Stored data entries

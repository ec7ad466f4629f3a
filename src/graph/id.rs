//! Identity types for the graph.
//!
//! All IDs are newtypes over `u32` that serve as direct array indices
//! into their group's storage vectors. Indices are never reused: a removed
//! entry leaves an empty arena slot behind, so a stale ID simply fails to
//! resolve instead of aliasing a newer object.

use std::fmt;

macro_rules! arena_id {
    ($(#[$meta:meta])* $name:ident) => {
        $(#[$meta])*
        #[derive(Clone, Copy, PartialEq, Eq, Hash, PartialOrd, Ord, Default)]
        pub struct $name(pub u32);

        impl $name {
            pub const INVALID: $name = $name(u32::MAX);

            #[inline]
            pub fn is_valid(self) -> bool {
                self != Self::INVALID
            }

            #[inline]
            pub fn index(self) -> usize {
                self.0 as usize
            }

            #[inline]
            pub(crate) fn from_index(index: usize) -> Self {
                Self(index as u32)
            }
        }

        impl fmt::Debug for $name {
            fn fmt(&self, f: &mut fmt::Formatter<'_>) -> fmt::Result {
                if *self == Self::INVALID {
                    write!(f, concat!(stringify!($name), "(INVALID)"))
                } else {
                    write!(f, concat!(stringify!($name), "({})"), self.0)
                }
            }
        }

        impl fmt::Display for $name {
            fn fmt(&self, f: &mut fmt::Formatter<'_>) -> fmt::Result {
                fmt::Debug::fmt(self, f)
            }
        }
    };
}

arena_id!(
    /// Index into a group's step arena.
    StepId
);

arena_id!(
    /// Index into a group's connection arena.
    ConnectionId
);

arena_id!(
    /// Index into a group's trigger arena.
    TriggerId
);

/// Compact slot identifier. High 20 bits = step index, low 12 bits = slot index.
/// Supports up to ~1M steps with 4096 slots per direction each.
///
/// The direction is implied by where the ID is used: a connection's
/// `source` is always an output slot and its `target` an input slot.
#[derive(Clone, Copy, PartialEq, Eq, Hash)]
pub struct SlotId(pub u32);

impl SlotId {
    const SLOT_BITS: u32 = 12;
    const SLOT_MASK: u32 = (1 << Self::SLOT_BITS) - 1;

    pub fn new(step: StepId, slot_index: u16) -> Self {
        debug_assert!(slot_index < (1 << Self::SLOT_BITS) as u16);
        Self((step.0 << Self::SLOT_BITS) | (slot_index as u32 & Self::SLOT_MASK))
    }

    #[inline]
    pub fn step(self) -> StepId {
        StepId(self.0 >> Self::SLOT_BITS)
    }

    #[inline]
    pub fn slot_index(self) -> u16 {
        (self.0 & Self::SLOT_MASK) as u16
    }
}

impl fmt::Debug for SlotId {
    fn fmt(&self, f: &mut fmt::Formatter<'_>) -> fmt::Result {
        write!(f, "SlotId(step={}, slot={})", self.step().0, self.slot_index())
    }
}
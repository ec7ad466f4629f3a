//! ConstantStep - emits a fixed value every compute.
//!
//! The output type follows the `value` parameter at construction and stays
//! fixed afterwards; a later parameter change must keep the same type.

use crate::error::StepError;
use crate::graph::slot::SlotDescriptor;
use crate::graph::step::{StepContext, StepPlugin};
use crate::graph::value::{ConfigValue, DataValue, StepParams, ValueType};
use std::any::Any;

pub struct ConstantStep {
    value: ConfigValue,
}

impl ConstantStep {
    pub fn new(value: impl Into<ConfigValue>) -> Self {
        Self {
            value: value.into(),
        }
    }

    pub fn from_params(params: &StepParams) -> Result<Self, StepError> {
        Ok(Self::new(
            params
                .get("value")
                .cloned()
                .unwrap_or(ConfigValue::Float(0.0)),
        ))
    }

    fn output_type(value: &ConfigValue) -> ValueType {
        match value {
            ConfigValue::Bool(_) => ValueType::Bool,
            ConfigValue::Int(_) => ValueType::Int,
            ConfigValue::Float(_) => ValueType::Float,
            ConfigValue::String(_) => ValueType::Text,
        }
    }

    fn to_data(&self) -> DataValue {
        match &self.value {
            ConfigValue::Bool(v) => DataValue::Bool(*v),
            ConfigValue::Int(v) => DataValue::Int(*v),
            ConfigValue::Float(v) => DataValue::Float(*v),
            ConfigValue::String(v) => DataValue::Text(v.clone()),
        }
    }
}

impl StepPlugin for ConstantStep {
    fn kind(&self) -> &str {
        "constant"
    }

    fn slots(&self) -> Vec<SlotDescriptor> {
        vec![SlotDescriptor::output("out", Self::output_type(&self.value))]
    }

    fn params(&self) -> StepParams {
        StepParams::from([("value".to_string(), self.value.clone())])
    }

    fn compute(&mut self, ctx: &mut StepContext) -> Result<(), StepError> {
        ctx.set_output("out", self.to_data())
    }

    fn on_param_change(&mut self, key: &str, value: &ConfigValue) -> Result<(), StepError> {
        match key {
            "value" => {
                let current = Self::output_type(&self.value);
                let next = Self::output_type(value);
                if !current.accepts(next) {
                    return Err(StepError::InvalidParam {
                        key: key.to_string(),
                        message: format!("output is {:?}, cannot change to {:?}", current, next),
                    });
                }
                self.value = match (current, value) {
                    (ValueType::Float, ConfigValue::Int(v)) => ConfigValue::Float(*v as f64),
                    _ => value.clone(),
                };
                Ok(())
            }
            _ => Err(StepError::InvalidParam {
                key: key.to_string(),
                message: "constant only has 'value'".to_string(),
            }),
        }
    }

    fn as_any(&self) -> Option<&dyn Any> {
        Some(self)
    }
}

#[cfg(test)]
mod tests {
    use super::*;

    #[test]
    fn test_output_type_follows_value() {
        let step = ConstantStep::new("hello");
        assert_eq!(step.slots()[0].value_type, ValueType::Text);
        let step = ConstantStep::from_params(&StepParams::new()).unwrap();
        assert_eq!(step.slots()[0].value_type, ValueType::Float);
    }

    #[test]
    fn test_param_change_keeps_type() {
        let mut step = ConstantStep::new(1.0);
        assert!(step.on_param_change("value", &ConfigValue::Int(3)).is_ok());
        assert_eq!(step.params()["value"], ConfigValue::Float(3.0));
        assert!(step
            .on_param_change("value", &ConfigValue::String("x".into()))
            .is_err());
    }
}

**YOUR INSTRUCTIONS:**
Show all lines from the entries that hold "StepError".

**SOLUTION:**
use crate::error::StepError;
    pub fn from_params(params: &StepParams) -> Result<Self, StepError> {
    fn compute(&mut self, ctx: &mut StepContext) -> Result<(), StepError> {
    fn on_param_change(&mut self, key: &str, value: &ConfigValue) -> Result<(), StepError> {
                    return Err(StepError::InvalidParam {
            _ => Err(StepError::InvalidParam {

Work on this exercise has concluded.